The affine hull and convex hull are closely related concepts. Let S be a set in \mathbb{R}^n. The affine hull of S is the set of all affine combinations of elements of S:

\begin{aligned} \text{aff}(S) = \left\{ \sum_{i=1}^k a_i x_i : k > 0, x_i \in S, a_i \in \mathbb{R}, \sum_{i=1}^k a_i = 1 \right\}. \end{aligned}

The convex hull of S is the set of all convex combinations of the elements of S:

\begin{aligned} \text{conv}(S) = \left\{ \sum_{i=1}^k a_i x_i : k > 0, x_i \in S, a_i \in \mathbb{R}, a_i \geq 0, \sum_{i=1}^k a_i = 1 \right\}. \end{aligned}

Putting the definitions side by side, we see that the only difference is that for the convex hull, the weights in the linear combination (the a_i‘s) have an additional restriction of being non-negative. The only restriction on the a_i‘s for combinations in the affine hull is that they sum to 1. This also means that the affine hull always contains the convex hull.

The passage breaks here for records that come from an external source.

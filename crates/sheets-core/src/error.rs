use sheets_codec::CodecError;
use sheets_refs::RefError;
use sheets_repo::RepoError;
use sheets_store::StoreError;
use sheets_template::TemplateError;

/// Errors surfaced by sheet and repository operations.
#[derive(Debug, thiserror::Error)]
pub enum SheetError {
    /// Missing or invalid sheet configuration.
    #[error("config error: {0}")]
    Config(String),

    /// A record could not be encoded or decoded.
    #[error("serialization error: {0}")]
    Serialization(#[from] CodecError),

    /// A ref that does not resolve.
    #[error("invalid ref: {0}")]
    InvalidRef(String),

    /// The ancestry check before a merge failed.
    #[error("merge error: {0}")]
    Merge(String),

    /// A field value violates its declared type, enum or sort.
    #[error("invalid value for field {field:?}: {reason}")]
    Validation { field: String, reason: String },

    /// No path could be generated for a record.
    #[error("could not generate any path for record: {0}")]
    Unrenderable(String),

    /// The object database produced a diff that could not be parsed.
    #[error("malformed diff output: {0}")]
    MalformedDiff(String),

    #[error("template error: {0}")]
    Template(TemplateError),

    #[error("ref error: {0}")]
    Ref(#[from] RefError),

    #[error("store error: {0}")]
    Store(#[from] StoreError),

    #[error("repository error: {0}")]
    Repo(RepoError),
}

impl SheetError {
    pub(crate) fn validation(field: &str, reason: impl Into<String>) -> Self {
        Self::Validation {
            field: field.to_string(),
            reason: reason.into(),
        }
    }
}

impl From<TemplateError> for SheetError {
    fn from(err: TemplateError) -> Self {
        match err {
            TemplateError::Unrenderable(_) | TemplateError::EmptyPath => {
                Self::Unrenderable(err.to_string())
            }
            TemplateError::Store(inner) => Self::Store(inner),
            other => Self::Template(other),
        }
    }
}

impl From<RepoError> for SheetError {
    fn from(err: RepoError) -> Self {
        match err {
            RepoError::InvalidRef(reference) => Self::InvalidRef(reference),
            RepoError::Ref(inner) => Self::Ref(inner),
            RepoError::Store(inner) => Self::Store(inner),
            other => Self::Repo(other),
        }
    }
}

pub type SheetResult<T> = Result<T, SheetError>;
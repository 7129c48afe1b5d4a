//! Record path templates.
//!
//! A template such as `people/${{ last_name }}/${{ id }}` maps a record to
//! the path it is stored at (`people/lovelace/1`, stored as
//! `people/lovelace/1.toml`). The same template drives queries: a partial
//! record renders the components it can, and the tree walk descends only
//! into the branches those components name, enumerating the rest.
//!
//! Expressions inside `${{ }}` are evaluated by the sandboxed interpreter
//! in [`expr`].

pub mod error;
pub mod expr;
pub mod template;

pub use error::{TemplateError, TemplateResult};
pub use template::{Component, ComponentKind, Template};
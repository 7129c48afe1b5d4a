//! Branch name validation following git-style conventions.
//!
//! Valid branch names:
//! - Must be non-empty
//! - Must not contain whitespace, `~`, `^`, `:`, `?`, `*`, `[`, `\`
//! - Must not contain `..` or `@{`
//! - Must not start or end with `.` or `/`
//! - Must not end with `.lock`
//! - Components between slashes must be non-empty and not start with `.`

use crate::error::{RefError, RefResult};

/// Namespace holding branches.
pub const HEADS_PREFIX: &str = "refs/heads/";

const FORBIDDEN_CHARS: &[char] = &[' ', '\t', '\n', '\r', '~', '^', ':', '?', '*', '[', '\\'];

fn invalid(name: &str, reason: impl Into<String>) -> RefError {
    RefError::InvalidBranchName {
        name: name.to_string(),
        reason: reason.into(),
    }
}

/// Validate a short branch name, returning `Ok(())` if valid.
///
/// ```
/// use sheets_refs::validate_branch_name;
///
/// assert!(validate_branch_name("master").is_ok());
/// assert!(validate_branch_name("import/people").is_ok());
/// assert!(validate_branch_name("bad..name").is_err());
/// ```
pub fn validate_branch_name(name: &str) -> RefResult<()> {
    if name.is_empty() {
        return Err(invalid(name, "branch name must not be empty"));
    }
    if let Some(ch) = FORBIDDEN_CHARS.iter().find(|ch| name.contains(**ch)) {
        return Err(invalid(name, format!("contains forbidden character: {ch:?}")));
    }
    if name.contains("..") {
        return Err(invalid(name, "must not contain '..'"));
    }
    if name.contains("@{") {
        return Err(invalid(name, "must not contain '@{'"));
    }
    if name.starts_with('.') || name.ends_with('.') {
        return Err(invalid(name, "must not start or end with '.'"));
    }
    if name.starts_with('/') || name.ends_with('/') {
        return Err(invalid(name, "must not start or end with '/'"));
    }
    if name.ends_with(".lock") {
        return Err(invalid(name, "must not end with '.lock'"));
    }
    for component in name.split('/') {
        if component.is_empty() {
            return Err(invalid(name, "path components must not be empty"));
        }
        if component.starts_with('.') {
            return Err(invalid(
                name,
                format!("component must not start with '.': {component:?}"),
            ));
        }
    }
    Ok(())
}

/// Canonical ref name for a branch.
///
/// Names already under `refs/` are returned unchanged; anything else is
/// validated as a short branch name and placed under [`HEADS_PREFIX`].
pub fn qualify_branch(name: &str) -> RefResult<String> {
    if name.starts_with("refs/") {
        return Ok(name.to_string());
    }
    validate_branch_name(name)?;
    Ok(format!("{HEADS_PREFIX}{name}"))
}

/// The short form of a canonical branch name (`refs/heads/a/b` -> `a/b`).
pub fn short_name(name: &str) -> &str {
    name.strip_prefix(HEADS_PREFIX).unwrap_or(name)
}
use std::fmt;
use std::str::FromStr;

use serde::{Deserialize, Deserializer, Serialize, Serializer};

use crate::error::TypeError;

/// Length in characters of a full hex-encoded [`ObjectId`].
pub const HEX_LEN: usize = 64;

/// Content address of a blob, tree or commit.
///
/// Identical bytes always hash to the same `ObjectId`, which is what makes a
/// stored record's address a function of its canonical serialization.
/// Serialized as a lowercase hex string.
#[derive(Clone, Copy, PartialEq, Eq, Hash, PartialOrd, Ord)]
pub struct ObjectId([u8; 32]);

impl ObjectId {
    /// Wrap a precomputed 32-byte hash.
    pub const fn from_hash(hash: [u8; 32]) -> Self {
        Self(hash)
    }

    /// The null id (all zeros). Used by tree diffs for "no object on this side".
    pub const fn null() -> Self {
        Self([0u8; 32])
    }

    pub fn is_null(&self) -> bool {
        self.0 == [0u8; 32]
    }

    pub fn as_bytes(&self) -> &[u8; 32] {
        &self.0
    }

    pub fn to_hex(&self) -> String {
        hex::encode(self.0)
    }

    /// First 8 hex characters, for log lines.
    pub fn short_hex(&self) -> String {
        hex::encode(&self.0[..4])
    }

    /// Parse a full 64-character hex id.
    pub fn from_hex(s: &str) -> Result<Self, TypeError> {
        let bytes = hex::decode(s).map_err(|e| TypeError::InvalidHex(e.to_string()))?;
        let arr: [u8; 32] = bytes
            .as_slice()
            .try_into()
            .map_err(|_| TypeError::InvalidLength {
                expected: 32,
                actual: bytes.len(),
            })?;
        Ok(Self(arr))
    }

    /// Returns `true` if `s` has the shape of a full hex id.
    ///
    /// Used by ref resolution to decide whether a revision string names an
    /// object directly rather than a branch.
    pub fn looks_like_hex(s: &str) -> bool {
        s.len() == HEX_LEN && s.bytes().all(|b| b.is_ascii_hexdigit())
    }
}

impl fmt::Debug for ObjectId {
    fn fmt(&self, f: &mut fmt::Formatter<'_>) -> fmt::Result {
        write!(f, "ObjectId({})", self.short_hex())
    }
}

impl fmt::Display for ObjectId {
    fn fmt(&self, f: &mut fmt::Formatter<'_>) -> fmt::Result {
        f.write_str(&self.to_hex())
    }
}

impl FromStr for ObjectId {
    type Err = TypeError;

    fn from_str(s: &str) -> Result<Self, Self::Err> {
        Self::from_hex(s)
    }
}

impl From<[u8; 32]> for ObjectId {
    fn from(bytes: [u8; 32]) -> Self {
        Self(bytes)
    }
}

impl Serialize for ObjectId {
    fn serialize<S: Serializer>(&self, serializer: S) -> Result<S::Ok, S::Error> {
        serializer.serialize_str(&self.to_hex())
    }
}

impl<'de> Deserialize<'de> for ObjectId {
    fn deserialize<D: Deserializer<'de>>(deserializer: D) -> Result<Self, D::Error> {
        let s = String::deserialize(deserializer)?;
        Self::from_hex(&s).map_err(serde::de::Error::custom)
    }
}
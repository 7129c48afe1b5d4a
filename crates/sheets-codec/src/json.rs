//! JSON to record conversion.

use crate::error::{CodecError, CodecResult};
use crate::record::{Record, Value};

/// Convert a JSON value. `null` (and nulls inside arrays) have no record
/// form and yield `None`.
pub fn from_json(value: serde_json::Value) -> Option<Value> {
    match value {
        serde_json::Value::Null => None,
        serde_json::Value::Bool(b) => Some(Value::Boolean(b)),
        serde_json::Value::Number(n) => match n.as_i64() {
            Some(i) => Some(Value::Integer(i)),
            None => n.as_f64().map(Value::Float),
        },
        serde_json::Value::String(s) => Some(Value::String(s)),
        serde_json::Value::Array(items) => {
            Some(Value::Array(items.into_iter().filter_map(from_json).collect()))
        }
        serde_json::Value::Object(map) => Some(Value::Table(
            map.into_iter()
                .filter_map(|(k, v)| from_json(v).map(|v| (k, v)))
                .collect(),
        )),
    }
}

pub fn to_json(value: &Value) -> serde_json::Value {
    match value {
        Value::String(s) => serde_json::Value::String(s.clone()),
        Value::Integer(i) => serde_json::Value::from(*i),
        Value::Float(f) => serde_json::Value::from(*f),
        Value::Boolean(b) => serde_json::Value::Bool(*b),
        Value::Datetime(d) => serde_json::Value::String(d.to_string()),
        Value::Array(items) => serde_json::Value::Array(items.iter().map(to_json).collect()),
        Value::Table(table) => record_to_json(table),
    }
}

/// Convert a JSON object into a record, dropping null fields.
pub fn record_from_json(value: serde_json::Value) -> CodecResult<Record> {
    match from_json(value) {
        Some(Value::Table(table)) => Ok(table),
        Some(other) => Err(CodecError::NotATable(other.type_str().to_string())),
        None => Err(CodecError::NotATable("null".into())),
    }
}

pub fn record_to_json(record: &Record) -> serde_json::Value {
    serde_json::Value::Object(
        record
            .iter()
            .map(|(k, v)| (k.clone(), to_json(v)))
            .collect(),
    )
}

/// Decode an object or an array of objects.
pub fn read_records(bytes: &[u8]) -> CodecResult<Vec<Record>> {
    match serde_json::from_slice(bytes)? {
        serde_json::Value::Array(items) => items.into_iter().map(record_from_json).collect(),
        other => Ok(vec![record_from_json(other)?]),
    }
}

/// Encode records as a pretty-printed JSON array.
pub fn write_records(records: &[Record]) -> CodecResult<Vec<u8>> {
    let array: Vec<_> = records.iter().map(record_to_json).collect();
    Ok(serde_json::to_vec_pretty(&array)?)
}
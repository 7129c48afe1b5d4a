//! Flattened tree comparison and git's raw diff encoding.
//!
//! Trees are compared as flat `path -> blob` maps restricted to a glob.
//! A path that disappears while another appears with the same or similar
//! content is reported as a rename.

use std::collections::{BTreeMap, HashSet};

use similar::TextDiff;
use sheets_store::BlobRef;
use sheets_types::ObjectId;

use crate::pathspec::PathGlob;

/// Minimum similarity, in percent, for a delete/add pair to be a rename.
pub const RENAME_THRESHOLD: u8 = 50;

/// Status of a single changed path.
#[derive(Clone, Copy, Debug, PartialEq, Eq)]
pub enum ChangeKind {
    Added,
    Deleted,
    Modified,
    /// Moved, with the content similarity in percent.
    Renamed(u8),
}

impl ChangeKind {
    pub fn letter(&self) -> char {
        match self {
            Self::Added => 'A',
            Self::Deleted => 'D',
            Self::Modified => 'M',
            Self::Renamed(_) => 'R',
        }
    }
}

/// One change between two flattened trees.
#[derive(Clone, Debug, PartialEq, Eq)]
pub struct TreeChange {
    pub kind: ChangeKind,
    /// Path in the source tree (or the destination path for additions).
    pub path: String,
    /// Destination path of a rename.
    pub new_path: Option<String>,
    pub src: Option<BlobRef>,
    pub dst: Option<BlobRef>,
}

/// Line-based similarity of two blobs, in percent.
///
/// Content that is not UTF-8 is only similar to identical content.
pub fn content_similarity(old: &[u8], new: &[u8]) -> u8 {
    match (std::str::from_utf8(old), std::str::from_utf8(new)) {
        (Ok(a), Ok(b)) => (TextDiff::from_lines(a, b).ratio() * 100.0).round() as u8,
        _ if old == new => 100,
        _ => 0,
    }
}

/// Compare two flattened trees, keeping only paths that match `glob`.
///
/// Deleted paths are paired with added ones first by identical content,
/// then by the best `similarity` at or above [`RENAME_THRESHOLD`].
/// Changes are ordered by source path.
pub fn diff_blob_maps<E>(
    old: &BTreeMap<String, BlobRef>,
    new: &BTreeMap<String, BlobRef>,
    glob: &PathGlob,
    mut similarity: impl FnMut(&BlobRef, &BlobRef) -> Result<u8, E>,
) -> Result<Vec<TreeChange>, E> {
    let selected = |path: &str| glob.matches(path);
    let mut changes = Vec::new();
    let mut deleted = Vec::new();
    let mut added = Vec::new();

    for (path, src) in old.iter().filter(|(p, _)| selected(p)) {
        match new.get(path) {
            Some(dst) if dst.id != src.id || dst.mode != src.mode => changes.push(TreeChange {
                kind: ChangeKind::Modified,
                path: path.clone(),
                new_path: None,
                src: Some(*src),
                dst: Some(*dst),
            }),
            Some(_) => {}
            None => deleted.push((path, *src)),
        }
    }
    for (path, dst) in new.iter().filter(|(p, _)| selected(p)) {
        if !old.contains_key(path) {
            added.push((path, *dst));
        }
    }

    let mut matched_adds = HashSet::new();
    let mut pairs: Vec<Option<(usize, u8)>> = vec![None; deleted.len()];

    for (di, (_, src)) in deleted.iter().enumerate() {
        let exact = added
            .iter()
            .enumerate()
            .find(|(ai, (_, dst))| dst.id == src.id && !matched_adds.contains(ai));
        if let Some((ai, _)) = exact {
            matched_adds.insert(ai);
            pairs[di] = Some((ai, 100));
        }
    }
    for (di, (_, src)) in deleted.iter().enumerate() {
        if pairs[di].is_some() {
            continue;
        }
        let mut best: Option<(usize, u8)> = None;
        for (ai, (_, dst)) in added.iter().enumerate() {
            if matched_adds.contains(&ai) {
                continue;
            }
            let score = similarity(src, dst)?;
            if score >= RENAME_THRESHOLD && best.map_or(true, |(_, s)| score > s) {
                best = Some((ai, score));
            }
        }
        if let Some((ai, score)) = best {
            matched_adds.insert(ai);
            pairs[di] = Some((ai, score));
        }
    }

    for ((old_path, src), pair) in deleted.into_iter().zip(pairs) {
        match pair {
            Some((ai, score)) => {
                let (new_path, dst) = &added[ai];
                changes.push(TreeChange {
                    kind: ChangeKind::Renamed(score),
                    path: old_path.clone(),
                    new_path: Some((*new_path).clone()),
                    src: Some(src),
                    dst: Some(*dst),
                });
            }
            None => changes.push(TreeChange {
                kind: ChangeKind::Deleted,
                path: old_path.clone(),
                new_path: None,
                src: Some(src),
                dst: None,
            }),
        }
    }
    for (ai, (path, dst)) in added.into_iter().enumerate() {
        if !matched_adds.contains(&ai) {
            changes.push(TreeChange {
                kind: ChangeKind::Added,
                path: path.clone(),
                new_path: None,
                src: None,
                dst: Some(dst),
            });
        }
    }

    changes.sort_by(|a, b| a.path.cmp(&b.path));
    Ok(changes)
}

fn side(blob: Option<&BlobRef>) -> (String, String) {
    match blob {
        Some(b) => (b.mode.to_string(), b.id.to_hex()),
        None => ("000000".to_string(), ObjectId::null().to_hex()),
    }
}

/// Encode changes in git's `diff-tree --raw -z` layout:
/// `:<srcMode> <dstMode> <srcHash> <dstHash> <status>\0<path>\0[<newPath>\0]`.
pub fn encode_raw_diff(changes: &[TreeChange]) -> Vec<u8> {
    let mut out = Vec::new();
    for change in changes {
        let (src_mode, src_hash) = side(change.src.as_ref());
        let (dst_mode, dst_hash) = side(change.dst.as_ref());
        let status = match change.kind {
            ChangeKind::Renamed(score) => format!("R{score:03}"),
            kind => kind.letter().to_string(),
        };
        out.extend_from_slice(
            format!(":{src_mode} {dst_mode} {src_hash} {dst_hash} {status}").as_bytes(),
        );
        out.push(0);
        out.extend_from_slice(change.path.as_bytes());
        out.push(0);
        if let Some(new_path) = &change.new_path {
            out.extend_from_slice(new_path.as_bytes());
            out.push(0);
        }
    }
    out
}
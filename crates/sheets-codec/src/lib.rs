//! Record codecs for sheets.
//!
//! A [`Record`] is a TOML table. Tables are `BTreeMap`-backed, so keys are
//! sorted at every depth and [`serialize_record`] is canonical: two records
//! with the same fields always encode to the same bytes, and therefore the
//! same blob hash. TOML has no `null`; decoders drop null fields, so a null
//! field and an absent one are the same record.
//!
//! Interchange formats:
//!
//! - JSON ([`json`]) -- objects to records and back.
//! - CSV ([`csv`]) -- header row, `a.b.c` columns expand into nested tables.

pub mod csv;
pub mod error;
pub mod json;
pub mod record;

pub use error::{CodecError, CodecResult};
pub use record::{
    deserialize_record, render_scalar, serialize_record, Format, Record, Value, RECORD_EXTENSION,
};
use std::cmp::Ordering;
use std::collections::HashMap;
use std::sync::{Arc, LazyLock, Mutex, PoisonError};

use sheets_codec::Value;
use sheets_template::expr::{self, Outcome, Scope, Val};
use tracing::trace;

use crate::config::SortSpec;
use crate::error::{SheetError, SheetResult};

/// Orders two array items, or explains why they cannot be ordered.
pub type Comparator = Arc<dyn Fn(&Value, &Value) -> Result<Ordering, String> + Send + Sync>;

static COMPARATORS: LazyLock<Mutex<HashMap<String, Comparator>>> =
    LazyLock::new(|| Mutex::new(HashMap::new()));

/// Build, or fetch from the process-wide cache, the comparator for `spec`.
///
/// `field` only names the offender in errors; the cache is keyed by the
/// spec alone.
pub fn comparator(field: &str, spec: &SortSpec) -> SheetResult<Comparator> {
    let key = serde_json::to_string(spec).map_err(|e| SheetError::validation(field, e.to_string()))?;
    if let Some(found) = COMPARATORS
        .lock()
        .unwrap_or_else(PoisonError::into_inner)
        .get(&key)
    {
        return Ok(Arc::clone(found));
    }

    let built = build(field, spec)?;
    trace!(field, spec = %key, "compiled sort comparator");
    COMPARATORS
        .lock()
        .unwrap_or_else(PoisonError::into_inner)
        .insert(key, Arc::clone(&built));
    Ok(built)
}

/// Sort `items` in place by `spec`.
pub fn sort_values(field: &str, spec: &SortSpec, items: &mut [Value]) -> SheetResult<()> {
    let compare = comparator(field, spec)?;
    let mut failure = None;
    items.sort_by(|a, b| match compare(a, b) {
        Ok(order) => order,
        Err(reason) => {
            failure.get_or_insert(reason);
            Ordering::Equal
        }
    });
    match failure {
        Some(reason) => Err(SheetError::validation(field, reason)),
        None => Ok(()),
    }
}

fn build(field: &str, spec: &SortSpec) -> SheetResult<Comparator> {
    match spec {
        SortSpec::Script(source) => {
            let parsed = expr::parse(source).map_err(|e| {
                SheetError::validation(field, format!("invalid sort expression {source:?}: {e}"))
            })?;
            Ok(Arc::new(move |a: &Value, b: &Value| {
                let scope = PairScope { a, b };
                match expr::evaluate(&parsed, &scope) {
                    Ok(Outcome::Value(Val::Num(n))) => {
                        Ok(n.partial_cmp(&0.0).unwrap_or(Ordering::Equal))
                    }
                    Ok(Outcome::Value(other)) => Err(format!(
                        "sort expression must produce a number, got {other:?}"
                    )),
                    Ok(Outcome::Undefined(name)) => {
                        Err(format!("sort expression references undefined {name:?}"))
                    }
                    Err(e) => Err(format!("sort expression failed: {e}")),
                }
            }))
        }
        SortSpec::Fields(names) => {
            let keys: Vec<(String, bool)> = names.iter().map(|n| (n.clone(), false)).collect();
            Ok(by_fields(keys))
        }
        SortSpec::Directions(directions) => {
            let mut keys = Vec::with_capacity(directions.len());
            for (name, direction) in directions {
                let descending = match direction.to_ascii_uppercase().as_str() {
                    "ASC" => false,
                    "DESC" => true,
                    _ => {
                        return Err(SheetError::validation(
                            field,
                            format!("sort direction for {name:?} must be ASC or DESC, got {direction:?}"),
                        ))
                    }
                };
                keys.push((name.clone(), descending));
            }
            Ok(by_fields(keys))
        }
    }
}

fn by_fields(keys: Vec<(String, bool)>) -> Comparator {
    Arc::new(move |a: &Value, b: &Value| {
        for (name, descending) in &keys {
            let order = compare_optional(member(a, name), member(b, name));
            let order = if *descending { order.reverse() } else { order };
            if order != Ordering::Equal {
                return Ok(order);
            }
        }
        Ok(Ordering::Equal)
    })
}

fn member<'a>(item: &'a Value, name: &str) -> Option<&'a Value> {
    item.as_table().and_then(|table| table.get(name))
}

fn compare_optional(a: Option<&Value>, b: Option<&Value>) -> Ordering {
    match (a, b) {
        (None, None) => Ordering::Equal,
        (None, Some(_)) => Ordering::Less,
        (Some(_), None) => Ordering::Greater,
        (Some(a), Some(b)) => compare_values(a, b),
    }
}

/// Total order over field values: numbers numerically, then by kind.
fn compare_values(a: &Value, b: &Value) -> Ordering {
    if let (Some(x), Some(y)) = (number(a), number(b)) {
        return x.total_cmp(&y);
    }
    match (a, b) {
        (Value::String(x), Value::String(y)) => x.cmp(y),
        (Value::Boolean(x), Value::Boolean(y)) => x.cmp(y),
        (Value::Datetime(x), Value::Datetime(y)) => x.to_string().cmp(&y.to_string()),
        _ => rank(a).cmp(&rank(b)),
    }
}

fn number(value: &Value) -> Option<f64> {
    match value {
        Value::Integer(i) => Some(*i as f64),
        Value::Float(f) => Some(*f),
        _ => None,
    }
}

fn rank(value: &Value) -> u8 {
    match value {
        Value::Boolean(_) => 0,
        Value::Integer(_) | Value::Float(_) => 1,
        Value::String(_) => 2,
        Value::Datetime(_) => 3,
        Value::Array(_) => 4,
        Value::Table(_) => 5,
    }
}

struct PairScope<'a> {
    a: &'a Value,
    b: &'a Value,
}

impl Scope for PairScope<'_> {
    fn lookup(&self, name: &str) -> Option<Val> {
        match name {
            "a" => Some(Val::from(self.a)),
            "b" => Some(Val::from(self.b)),
            _ => None,
        }
    }
}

Let’s have a look at a few examples. If S consists of two points, the convex hull is the line segment joining them (including the endpoints) while the affine hull is the entire line through these two points:

For 3 non-collinear points in two dimensions, the convex hull is the triangle with these 3 points as vertices while the affine hull is the entire plane \mathbb{R}^2:

The final illustration below shows the affine and convex hulls of 3 non-collinear points in \mathbb{R}^3. They are both two-dimensional sets living in 3-dimensional space. Notice also how the affine hull need not pass through the origin (whereas all subspaces of \mathbb{R}^3 must pass through it).